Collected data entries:
- - - -

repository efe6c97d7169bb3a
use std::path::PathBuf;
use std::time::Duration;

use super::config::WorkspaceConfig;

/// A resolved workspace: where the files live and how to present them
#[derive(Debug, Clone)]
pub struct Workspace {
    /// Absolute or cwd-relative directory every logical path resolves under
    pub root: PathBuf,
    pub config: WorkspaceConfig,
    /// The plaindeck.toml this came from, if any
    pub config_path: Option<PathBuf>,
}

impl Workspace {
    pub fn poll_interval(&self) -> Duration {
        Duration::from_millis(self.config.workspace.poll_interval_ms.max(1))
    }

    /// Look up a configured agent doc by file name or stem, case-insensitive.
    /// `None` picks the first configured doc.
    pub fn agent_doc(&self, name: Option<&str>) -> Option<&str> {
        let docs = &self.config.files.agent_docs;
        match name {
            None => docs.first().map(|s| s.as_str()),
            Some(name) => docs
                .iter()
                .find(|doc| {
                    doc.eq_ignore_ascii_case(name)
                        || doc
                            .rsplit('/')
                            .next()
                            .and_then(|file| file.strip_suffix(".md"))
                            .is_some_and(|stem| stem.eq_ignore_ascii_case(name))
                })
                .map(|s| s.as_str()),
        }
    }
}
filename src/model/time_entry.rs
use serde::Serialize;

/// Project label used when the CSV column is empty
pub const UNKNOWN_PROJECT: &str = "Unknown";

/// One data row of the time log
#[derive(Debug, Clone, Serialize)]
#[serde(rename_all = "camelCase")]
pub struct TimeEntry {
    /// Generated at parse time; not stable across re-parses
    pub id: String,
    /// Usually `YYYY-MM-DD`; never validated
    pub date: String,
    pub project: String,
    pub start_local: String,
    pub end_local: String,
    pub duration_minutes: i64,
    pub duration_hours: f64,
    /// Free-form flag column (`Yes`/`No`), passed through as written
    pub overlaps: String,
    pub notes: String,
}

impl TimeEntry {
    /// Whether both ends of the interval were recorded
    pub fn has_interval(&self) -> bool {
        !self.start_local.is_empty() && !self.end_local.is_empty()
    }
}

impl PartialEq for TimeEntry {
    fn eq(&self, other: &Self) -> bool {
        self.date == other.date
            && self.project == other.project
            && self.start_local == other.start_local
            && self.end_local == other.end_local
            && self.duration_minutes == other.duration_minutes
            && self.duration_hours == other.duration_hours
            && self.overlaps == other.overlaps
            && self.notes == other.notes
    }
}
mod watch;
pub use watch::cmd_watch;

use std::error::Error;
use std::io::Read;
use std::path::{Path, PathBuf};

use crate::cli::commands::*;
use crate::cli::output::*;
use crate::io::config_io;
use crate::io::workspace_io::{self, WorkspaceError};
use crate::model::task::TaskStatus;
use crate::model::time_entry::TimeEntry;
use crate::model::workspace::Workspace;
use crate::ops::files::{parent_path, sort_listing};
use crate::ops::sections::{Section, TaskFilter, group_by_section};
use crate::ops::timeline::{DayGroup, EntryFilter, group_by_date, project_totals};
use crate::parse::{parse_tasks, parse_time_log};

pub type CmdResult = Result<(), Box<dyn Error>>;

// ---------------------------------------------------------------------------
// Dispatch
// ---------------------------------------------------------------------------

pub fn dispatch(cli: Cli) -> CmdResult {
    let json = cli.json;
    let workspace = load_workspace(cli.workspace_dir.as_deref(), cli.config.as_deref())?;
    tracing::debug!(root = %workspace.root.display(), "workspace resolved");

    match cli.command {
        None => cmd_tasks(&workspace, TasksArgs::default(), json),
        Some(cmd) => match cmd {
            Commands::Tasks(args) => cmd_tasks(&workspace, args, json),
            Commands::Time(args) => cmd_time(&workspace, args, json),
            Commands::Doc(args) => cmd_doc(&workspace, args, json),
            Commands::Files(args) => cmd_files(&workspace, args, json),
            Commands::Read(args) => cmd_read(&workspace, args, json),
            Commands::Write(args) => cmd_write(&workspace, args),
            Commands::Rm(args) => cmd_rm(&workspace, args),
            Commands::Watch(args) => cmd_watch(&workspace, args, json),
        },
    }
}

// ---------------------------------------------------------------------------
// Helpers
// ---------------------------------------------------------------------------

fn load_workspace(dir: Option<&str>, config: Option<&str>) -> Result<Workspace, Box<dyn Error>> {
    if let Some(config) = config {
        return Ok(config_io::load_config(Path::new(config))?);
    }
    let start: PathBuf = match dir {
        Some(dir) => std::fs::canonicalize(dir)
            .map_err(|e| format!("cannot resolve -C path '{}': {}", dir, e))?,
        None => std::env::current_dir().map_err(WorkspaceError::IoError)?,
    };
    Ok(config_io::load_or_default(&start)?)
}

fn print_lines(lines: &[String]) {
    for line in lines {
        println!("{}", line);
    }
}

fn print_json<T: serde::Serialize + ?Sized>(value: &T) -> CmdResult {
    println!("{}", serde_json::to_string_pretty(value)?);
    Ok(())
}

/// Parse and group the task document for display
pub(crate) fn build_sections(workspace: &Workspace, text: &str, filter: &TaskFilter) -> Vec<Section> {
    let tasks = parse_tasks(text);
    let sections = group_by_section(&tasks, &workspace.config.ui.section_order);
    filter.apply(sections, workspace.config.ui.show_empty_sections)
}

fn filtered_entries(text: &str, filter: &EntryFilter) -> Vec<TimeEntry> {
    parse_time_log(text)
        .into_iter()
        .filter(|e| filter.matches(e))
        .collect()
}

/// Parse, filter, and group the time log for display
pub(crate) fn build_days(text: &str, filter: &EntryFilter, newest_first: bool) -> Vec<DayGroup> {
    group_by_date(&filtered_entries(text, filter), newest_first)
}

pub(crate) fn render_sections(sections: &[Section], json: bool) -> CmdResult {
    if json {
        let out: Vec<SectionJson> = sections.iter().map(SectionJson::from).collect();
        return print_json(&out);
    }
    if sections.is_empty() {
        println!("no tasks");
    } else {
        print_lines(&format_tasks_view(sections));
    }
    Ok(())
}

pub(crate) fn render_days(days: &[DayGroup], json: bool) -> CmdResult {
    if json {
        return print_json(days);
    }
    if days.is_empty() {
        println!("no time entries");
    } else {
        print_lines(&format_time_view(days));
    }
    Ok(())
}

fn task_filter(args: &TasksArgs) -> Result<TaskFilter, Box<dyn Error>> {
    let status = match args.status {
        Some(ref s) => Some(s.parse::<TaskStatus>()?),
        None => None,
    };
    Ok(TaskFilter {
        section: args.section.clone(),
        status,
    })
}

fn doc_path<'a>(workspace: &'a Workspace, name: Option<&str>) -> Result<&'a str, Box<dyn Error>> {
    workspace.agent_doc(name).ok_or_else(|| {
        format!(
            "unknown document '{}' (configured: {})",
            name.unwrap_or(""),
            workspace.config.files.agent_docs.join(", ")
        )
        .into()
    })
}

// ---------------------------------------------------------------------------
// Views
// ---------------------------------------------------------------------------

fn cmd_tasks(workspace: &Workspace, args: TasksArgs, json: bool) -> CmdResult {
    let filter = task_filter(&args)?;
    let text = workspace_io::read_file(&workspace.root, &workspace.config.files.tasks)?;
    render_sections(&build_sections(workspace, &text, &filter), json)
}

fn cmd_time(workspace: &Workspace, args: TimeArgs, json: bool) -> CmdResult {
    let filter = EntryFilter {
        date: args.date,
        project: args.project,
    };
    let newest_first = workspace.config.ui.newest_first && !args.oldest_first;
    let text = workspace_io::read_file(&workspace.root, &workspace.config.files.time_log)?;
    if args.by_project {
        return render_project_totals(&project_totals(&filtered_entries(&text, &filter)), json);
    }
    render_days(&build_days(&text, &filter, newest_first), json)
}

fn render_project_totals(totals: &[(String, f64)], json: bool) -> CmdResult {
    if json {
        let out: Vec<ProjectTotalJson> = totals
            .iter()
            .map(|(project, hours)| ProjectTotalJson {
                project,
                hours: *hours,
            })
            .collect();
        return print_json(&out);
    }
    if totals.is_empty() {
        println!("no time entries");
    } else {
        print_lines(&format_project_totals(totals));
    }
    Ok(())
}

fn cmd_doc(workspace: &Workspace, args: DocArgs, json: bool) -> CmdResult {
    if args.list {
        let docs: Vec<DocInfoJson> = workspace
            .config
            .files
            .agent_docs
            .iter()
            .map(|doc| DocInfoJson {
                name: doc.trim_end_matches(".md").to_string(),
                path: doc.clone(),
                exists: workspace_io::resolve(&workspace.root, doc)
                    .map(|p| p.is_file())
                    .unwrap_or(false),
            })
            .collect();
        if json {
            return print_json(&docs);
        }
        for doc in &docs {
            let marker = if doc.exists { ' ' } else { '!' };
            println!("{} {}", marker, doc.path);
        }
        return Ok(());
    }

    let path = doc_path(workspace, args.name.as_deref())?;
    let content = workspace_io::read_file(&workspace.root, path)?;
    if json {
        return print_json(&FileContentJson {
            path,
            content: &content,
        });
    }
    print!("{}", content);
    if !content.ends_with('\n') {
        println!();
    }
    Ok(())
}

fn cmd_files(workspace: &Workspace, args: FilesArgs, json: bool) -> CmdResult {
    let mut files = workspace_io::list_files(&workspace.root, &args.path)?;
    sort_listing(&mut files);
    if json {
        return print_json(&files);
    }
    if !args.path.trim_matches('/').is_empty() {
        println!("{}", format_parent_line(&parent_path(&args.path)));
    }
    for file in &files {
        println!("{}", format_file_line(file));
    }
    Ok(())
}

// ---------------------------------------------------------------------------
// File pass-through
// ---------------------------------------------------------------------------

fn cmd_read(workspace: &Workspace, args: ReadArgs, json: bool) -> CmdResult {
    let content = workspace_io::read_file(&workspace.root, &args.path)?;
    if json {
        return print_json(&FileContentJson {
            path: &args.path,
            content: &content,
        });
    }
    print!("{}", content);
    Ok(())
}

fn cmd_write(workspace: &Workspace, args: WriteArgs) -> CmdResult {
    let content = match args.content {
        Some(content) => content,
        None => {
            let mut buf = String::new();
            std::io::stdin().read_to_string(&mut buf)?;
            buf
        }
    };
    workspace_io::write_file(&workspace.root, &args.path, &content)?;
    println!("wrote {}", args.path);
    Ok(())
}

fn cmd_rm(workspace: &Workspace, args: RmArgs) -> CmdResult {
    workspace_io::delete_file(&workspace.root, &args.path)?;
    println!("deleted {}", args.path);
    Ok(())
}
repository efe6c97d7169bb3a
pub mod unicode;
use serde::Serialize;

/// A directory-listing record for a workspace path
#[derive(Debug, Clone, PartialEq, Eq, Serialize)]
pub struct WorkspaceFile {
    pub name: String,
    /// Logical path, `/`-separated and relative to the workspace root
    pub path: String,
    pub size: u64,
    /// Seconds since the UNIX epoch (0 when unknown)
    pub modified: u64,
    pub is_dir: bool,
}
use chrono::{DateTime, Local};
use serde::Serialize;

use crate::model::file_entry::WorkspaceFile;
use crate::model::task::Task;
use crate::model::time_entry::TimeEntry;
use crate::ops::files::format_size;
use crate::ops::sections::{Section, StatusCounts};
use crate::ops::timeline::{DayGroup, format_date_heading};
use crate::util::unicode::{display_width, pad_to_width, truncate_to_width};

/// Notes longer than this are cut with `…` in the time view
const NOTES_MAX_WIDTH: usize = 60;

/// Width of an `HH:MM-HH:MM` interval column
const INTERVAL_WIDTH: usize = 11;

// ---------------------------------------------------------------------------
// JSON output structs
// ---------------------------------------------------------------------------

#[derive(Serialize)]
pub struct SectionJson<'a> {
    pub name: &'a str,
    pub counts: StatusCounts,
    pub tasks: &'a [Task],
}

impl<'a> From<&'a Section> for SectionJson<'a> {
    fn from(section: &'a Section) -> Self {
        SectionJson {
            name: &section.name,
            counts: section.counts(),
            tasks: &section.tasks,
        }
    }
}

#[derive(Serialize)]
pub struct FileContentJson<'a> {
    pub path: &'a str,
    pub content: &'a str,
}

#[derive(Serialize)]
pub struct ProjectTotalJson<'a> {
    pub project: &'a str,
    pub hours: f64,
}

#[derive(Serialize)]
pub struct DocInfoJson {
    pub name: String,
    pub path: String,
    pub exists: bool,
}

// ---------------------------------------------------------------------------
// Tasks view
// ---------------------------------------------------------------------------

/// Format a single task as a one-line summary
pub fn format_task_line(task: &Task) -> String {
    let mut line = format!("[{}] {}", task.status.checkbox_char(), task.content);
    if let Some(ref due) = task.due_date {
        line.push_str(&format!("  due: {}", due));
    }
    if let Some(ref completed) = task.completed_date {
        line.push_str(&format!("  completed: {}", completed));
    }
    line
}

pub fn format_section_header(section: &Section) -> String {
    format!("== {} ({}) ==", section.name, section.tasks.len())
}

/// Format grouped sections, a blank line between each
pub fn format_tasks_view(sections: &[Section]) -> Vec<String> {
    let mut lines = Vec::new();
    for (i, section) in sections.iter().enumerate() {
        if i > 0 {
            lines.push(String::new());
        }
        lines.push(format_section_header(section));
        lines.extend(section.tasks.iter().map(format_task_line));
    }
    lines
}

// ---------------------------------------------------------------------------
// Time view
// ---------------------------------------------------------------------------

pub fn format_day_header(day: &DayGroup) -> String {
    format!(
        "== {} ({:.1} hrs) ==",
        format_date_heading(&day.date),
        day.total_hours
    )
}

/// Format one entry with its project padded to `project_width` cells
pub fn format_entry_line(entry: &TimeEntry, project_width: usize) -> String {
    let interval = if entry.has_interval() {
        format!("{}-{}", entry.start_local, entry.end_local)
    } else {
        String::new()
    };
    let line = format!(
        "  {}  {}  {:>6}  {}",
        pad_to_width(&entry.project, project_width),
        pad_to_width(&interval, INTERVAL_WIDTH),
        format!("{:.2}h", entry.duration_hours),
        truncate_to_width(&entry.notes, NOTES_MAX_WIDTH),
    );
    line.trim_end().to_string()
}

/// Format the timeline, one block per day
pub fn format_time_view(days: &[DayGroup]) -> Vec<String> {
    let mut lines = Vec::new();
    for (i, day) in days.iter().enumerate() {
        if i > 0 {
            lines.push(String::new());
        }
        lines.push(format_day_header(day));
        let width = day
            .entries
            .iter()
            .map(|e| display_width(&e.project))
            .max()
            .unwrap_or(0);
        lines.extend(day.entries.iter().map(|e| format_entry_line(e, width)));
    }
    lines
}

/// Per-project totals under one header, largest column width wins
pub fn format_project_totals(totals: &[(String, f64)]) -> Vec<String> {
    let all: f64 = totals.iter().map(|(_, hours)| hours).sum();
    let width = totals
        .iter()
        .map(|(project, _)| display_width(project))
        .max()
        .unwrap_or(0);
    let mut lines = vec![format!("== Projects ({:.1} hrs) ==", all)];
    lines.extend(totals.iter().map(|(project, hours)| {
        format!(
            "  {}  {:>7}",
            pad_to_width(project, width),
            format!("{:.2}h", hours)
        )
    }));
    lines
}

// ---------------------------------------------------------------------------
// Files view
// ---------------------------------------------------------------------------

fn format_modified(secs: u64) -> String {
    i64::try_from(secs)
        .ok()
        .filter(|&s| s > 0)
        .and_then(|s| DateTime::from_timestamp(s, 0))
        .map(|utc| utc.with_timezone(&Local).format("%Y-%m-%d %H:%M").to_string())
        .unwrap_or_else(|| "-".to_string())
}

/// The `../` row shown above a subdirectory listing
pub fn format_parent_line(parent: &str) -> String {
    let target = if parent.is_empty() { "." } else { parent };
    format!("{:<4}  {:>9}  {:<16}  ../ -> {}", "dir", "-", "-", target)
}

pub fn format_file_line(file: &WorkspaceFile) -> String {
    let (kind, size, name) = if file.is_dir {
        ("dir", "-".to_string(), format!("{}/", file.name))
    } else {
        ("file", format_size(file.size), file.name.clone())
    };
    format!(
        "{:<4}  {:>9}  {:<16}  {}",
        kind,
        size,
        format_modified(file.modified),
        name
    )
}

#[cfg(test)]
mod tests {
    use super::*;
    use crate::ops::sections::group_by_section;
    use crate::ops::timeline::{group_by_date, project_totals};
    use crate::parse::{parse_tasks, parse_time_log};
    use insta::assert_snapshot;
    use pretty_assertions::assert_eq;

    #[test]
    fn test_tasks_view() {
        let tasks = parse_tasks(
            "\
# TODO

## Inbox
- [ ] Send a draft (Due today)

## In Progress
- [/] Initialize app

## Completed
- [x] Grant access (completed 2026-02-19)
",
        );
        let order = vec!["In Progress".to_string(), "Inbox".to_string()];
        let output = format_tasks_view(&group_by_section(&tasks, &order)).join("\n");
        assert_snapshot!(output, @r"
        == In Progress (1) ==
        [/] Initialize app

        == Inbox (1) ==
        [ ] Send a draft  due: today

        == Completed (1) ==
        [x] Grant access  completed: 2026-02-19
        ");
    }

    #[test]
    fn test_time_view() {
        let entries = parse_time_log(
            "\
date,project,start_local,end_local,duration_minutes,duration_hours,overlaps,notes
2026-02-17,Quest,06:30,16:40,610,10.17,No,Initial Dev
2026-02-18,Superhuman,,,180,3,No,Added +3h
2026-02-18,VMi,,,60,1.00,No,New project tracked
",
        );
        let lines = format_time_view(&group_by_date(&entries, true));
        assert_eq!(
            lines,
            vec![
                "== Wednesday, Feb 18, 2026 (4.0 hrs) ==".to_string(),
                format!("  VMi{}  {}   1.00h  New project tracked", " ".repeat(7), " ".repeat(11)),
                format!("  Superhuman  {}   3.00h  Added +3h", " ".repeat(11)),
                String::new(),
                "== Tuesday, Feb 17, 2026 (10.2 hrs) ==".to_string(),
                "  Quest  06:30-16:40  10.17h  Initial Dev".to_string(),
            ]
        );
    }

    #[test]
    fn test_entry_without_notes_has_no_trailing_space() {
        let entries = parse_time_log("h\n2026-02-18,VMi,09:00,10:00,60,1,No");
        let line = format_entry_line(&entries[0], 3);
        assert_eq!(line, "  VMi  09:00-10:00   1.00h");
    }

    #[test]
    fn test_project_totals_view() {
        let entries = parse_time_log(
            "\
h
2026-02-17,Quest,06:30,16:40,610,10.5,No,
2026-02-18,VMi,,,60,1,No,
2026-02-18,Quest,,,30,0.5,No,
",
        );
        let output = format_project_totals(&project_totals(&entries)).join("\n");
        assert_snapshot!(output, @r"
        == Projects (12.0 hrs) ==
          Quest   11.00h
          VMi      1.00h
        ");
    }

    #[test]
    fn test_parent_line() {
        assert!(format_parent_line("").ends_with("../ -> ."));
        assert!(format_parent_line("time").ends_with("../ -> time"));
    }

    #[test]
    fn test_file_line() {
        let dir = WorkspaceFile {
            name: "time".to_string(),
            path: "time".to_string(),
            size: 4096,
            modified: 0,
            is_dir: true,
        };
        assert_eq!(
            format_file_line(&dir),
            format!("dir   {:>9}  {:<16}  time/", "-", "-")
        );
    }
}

- - - -

EXERCISE — Please return every line of the records that contains the word "WorkspaceError".

WRITTEN SOLUTION —
use crate::io::workspace_io::{self, WorkspaceError};
        None => std::env::current_dir().map_err(WorkspaceError::IoError)?,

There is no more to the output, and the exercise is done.